She had driven, she had motored, she had paid visits, had danced. Yes—danced! She paused on that word, and her lips trembled to a smile.

She had read of such an existence, dreamed of it, perhaps; at last, she had lived it. Would it make her days in the tea-shop—and out of it—easier?

For one thing, she had returned a little ashamed of her work. "Don't mention about the tea-shop, even before your cousins, dear," her aunt had admonished her. Her aunt, being an old-fashioned person who did not realise that a lady can get her living by any honourable means, in the present day, and remain a lady still. Lucilla had, of course, obeyed her aunt's injunction, but had felt, for her own part, not the slightest repugnance to mention the means by which she gained her livelihood, until a couple of evenings before she had returned. That evening of the dance, whose memory brought the quiver of a smile to Lucilla's lips.

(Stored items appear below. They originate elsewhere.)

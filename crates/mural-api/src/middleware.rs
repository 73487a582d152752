use std::time::Instant;

use axum::{
    extract::{MatchedPath, Request, State},
    http::header,
    middleware::Next,
    response::Response,
};
use tracing::info;

use crate::error::AppError;
use crate::state::AppState;

/// Extract and validate JWT from Authorization header. On success the
/// claims are available to handlers as `Extension<Claims>`.
pub async fn require_auth(
    State(state): State<AppState>,
    mut req: Request,
    next: Next,
) -> Result<Response, AppError> {
    let claims = state.tokens.validate_headers(req.headers())?;

    req.extensions_mut().insert(claims);
    Ok(next.run(req).await)
}

pub async fn log_request(req: Request, next: Next) -> Response {
    let host = req
        .headers()
        .get(header::HOST)
        .and_then(|v| v.to_str().ok())
        .unwrap_or("-")
        .to_owned();

    info!(method = %req.method(), uri = %req.uri(), host = %host, "request");
    next.run(req).await
}

/// Counts the request, then times it and counts the response status,
/// whatever the outcome.
pub async fn track_metrics(State(state): State<AppState>, req: Request, next: Next) -> Response {
    let start = Instant::now();
    let method = req.method().to_string();
    let endpoint = req
        .extensions()
        .get::<MatchedPath>()
        .map(|p| p.as_str().to_owned())
        .unwrap_or_else(|| req.uri().path().to_owned());

    state.metrics.record_request(&method, &endpoint);

    let response = next.run(req).await;

    state
        .metrics
        .record_response(&method, &endpoint, response.status(), start.elapsed());
    response
}
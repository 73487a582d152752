use chrono::{DateTime, Utc};
use serde::{Deserialize, Serialize};

// -- JWT Claims --

/// Identity carried by a bearer token. Issued on login, attached to the
/// request extensions by the auth middleware.
#[derive(Debug, Clone, Serialize, Deserialize)]
pub struct Claims {
    pub sub: u64,
    pub iat: usize,
    pub exp: usize,
}

// -- Auth --

#[derive(Debug, Deserialize)]
pub struct LoginRequest {
    pub email: String,
    #[serde(rename = "senha")]
    pub password: String,
}

// -- Publications --

/// Body of `POST /publicacoes` and `PUT /publicacoes/{publicacaoId}`.
/// Missing fields decode as empty and are rejected by validation.
#[derive(Debug, Default, Deserialize)]
pub struct PublicationRequest {
    #[serde(default, rename = "titulo")]
    pub title: String,
    #[serde(default, rename = "conteudo")]
    pub content: String,
}

impl PublicationRequest {
    /// Trims both fields and checks neither is empty.
    pub fn prepare(mut self) -> Result<Self, &'static str> {
        self.title = self.title.trim().to_string();
        self.content = self.content.trim().to_string();

        if self.title.is_empty() {
            return Err("titulo is required and cannot be blank");
        }
        if self.content.is_empty() {
            return Err("conteudo is required and cannot be blank");
        }
        Ok(self)
    }
}

#[derive(Debug, Clone, Serialize, Deserialize)]
pub struct PublicationResponse {
    pub id: u64,
    #[serde(rename = "titulo")]
    pub title: String,
    #[serde(rename = "conteudo")]
    pub content: String,
    #[serde(rename = "autorId")]
    pub author_id: u64,
    #[serde(rename = "autorNick", default, skip_serializing_if = "String::is_empty")]
    pub author_nick: String,
    #[serde(rename = "curtidas")]
    pub likes: u64,
    #[serde(rename = "criadoEm", default, skip_serializing_if = "Option::is_none")]
    pub created_at: Option<DateTime<Utc>>,
}

// -- Errors --

#[derive(Debug, Serialize, Deserialize)]
pub struct ErrorResponse {
    pub erro: String,
}

#[cfg(test)]
mod tests {
    use super::*;

    #[test]
    fn prepare_trims_and_accepts() {
        let req = PublicationRequest {
            title: "  Olá ".into(),
            content: "\tmundo\n".into(),
        };
        let req = req.prepare().unwrap();
        assert_eq!(req.title, "Olá");
        assert_eq!(req.content, "mundo");
    }

    #[test]
    fn prepare_rejects_blank_fields() {
        let blank_title = PublicationRequest {
            title: "   ".into(),
            content: "c".into(),
        };
        assert!(blank_title.prepare().is_err());

        let missing_content: PublicationRequest =
            serde_json::from_str(r#"{"titulo":"T"}"#).unwrap();
        assert!(missing_content.prepare().is_err());
    }

    #[test]
    fn login_request_reads_senha() {
        let req: LoginRequest =
            serde_json::from_str(r#"{"email":"a@b.com","senha":"x"}"#).unwrap();
        assert_eq!(req.email, "a@b.com");
        assert_eq!(req.password, "x");
    }

    #[test]
    fn publication_response_uses_wire_names() {
        let publication = PublicationResponse {
            id: 3,
            title: "T".into(),
            content: "C".into(),
            author_id: 7,
            author_nick: String::new(),
            likes: 0,
            created_at: None,
        };
        let value = serde_json::to_value(&publication).unwrap();
        assert_eq!(value["titulo"], "T");
        assert_eq!(value["autorId"], 7);
        assert_eq!(value["curtidas"], 0);
        assert!(value.get("autorNick").is_none());
        assert!(value.get("criadoEm").is_none());
    }
}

"Suppose I had told him!" she said to herself as she moved from table to table, mechanically putting all in order. "He asked me how I passed my time. What would have happened? Would he have gone on dancing with me, and gone on sitting out with me when I couldn't dance? I'm glad I didn't tell, even if it did deceive him—even if I am a snob. I'm glad I had my hour."

She looked out of one of the windows into the market square, around which the lamps were lighted now, and a pleasing vision rose before her eyes of herself in her cousin Alice's last year's ball-dress, looking so supremely happy, and as pretty—he had said that—as a dream. Yes; she was thankful he would never have to know. What would he think of her if he could see her now in her full-skirted brown merino frock, her brown muslin apron, the big white chrysanthemum, which was the emblem of the tea-shop, embroidered in its corner and on its bib, her high muslin cap with the stiff strings tied beneath her chin?

"He would never recognise me; but I'm glad he will never see me," Lucilla said.

Then she turned from the window at the sound of a step upon the stairs, and saw him coming into the room.

He was accompanied by a lady, young and pretty.

"Such a crush, and so badly managed, and so under-waited!" she was volubly declaring as she came in. "Half a cup of cold tea, and a quarter of an inch of fishy sandwich was all I got hold of. It was a splendid thought of yours to turn in here for a feed, Captain Finch. I couldn't possibly get along on that till dinner-time. Bread and butter, please, for two, and a good lot of it. Two hungry people. And—oh, where is the young lady who usually waits?"

It was the attendant from behind the screen who was taking the order, a girl with a fine figure, a sharp-featured, high-coloured, alert face, and wearing the brown uniform of the establishment. The other young lady was engaged elsewhere, she said.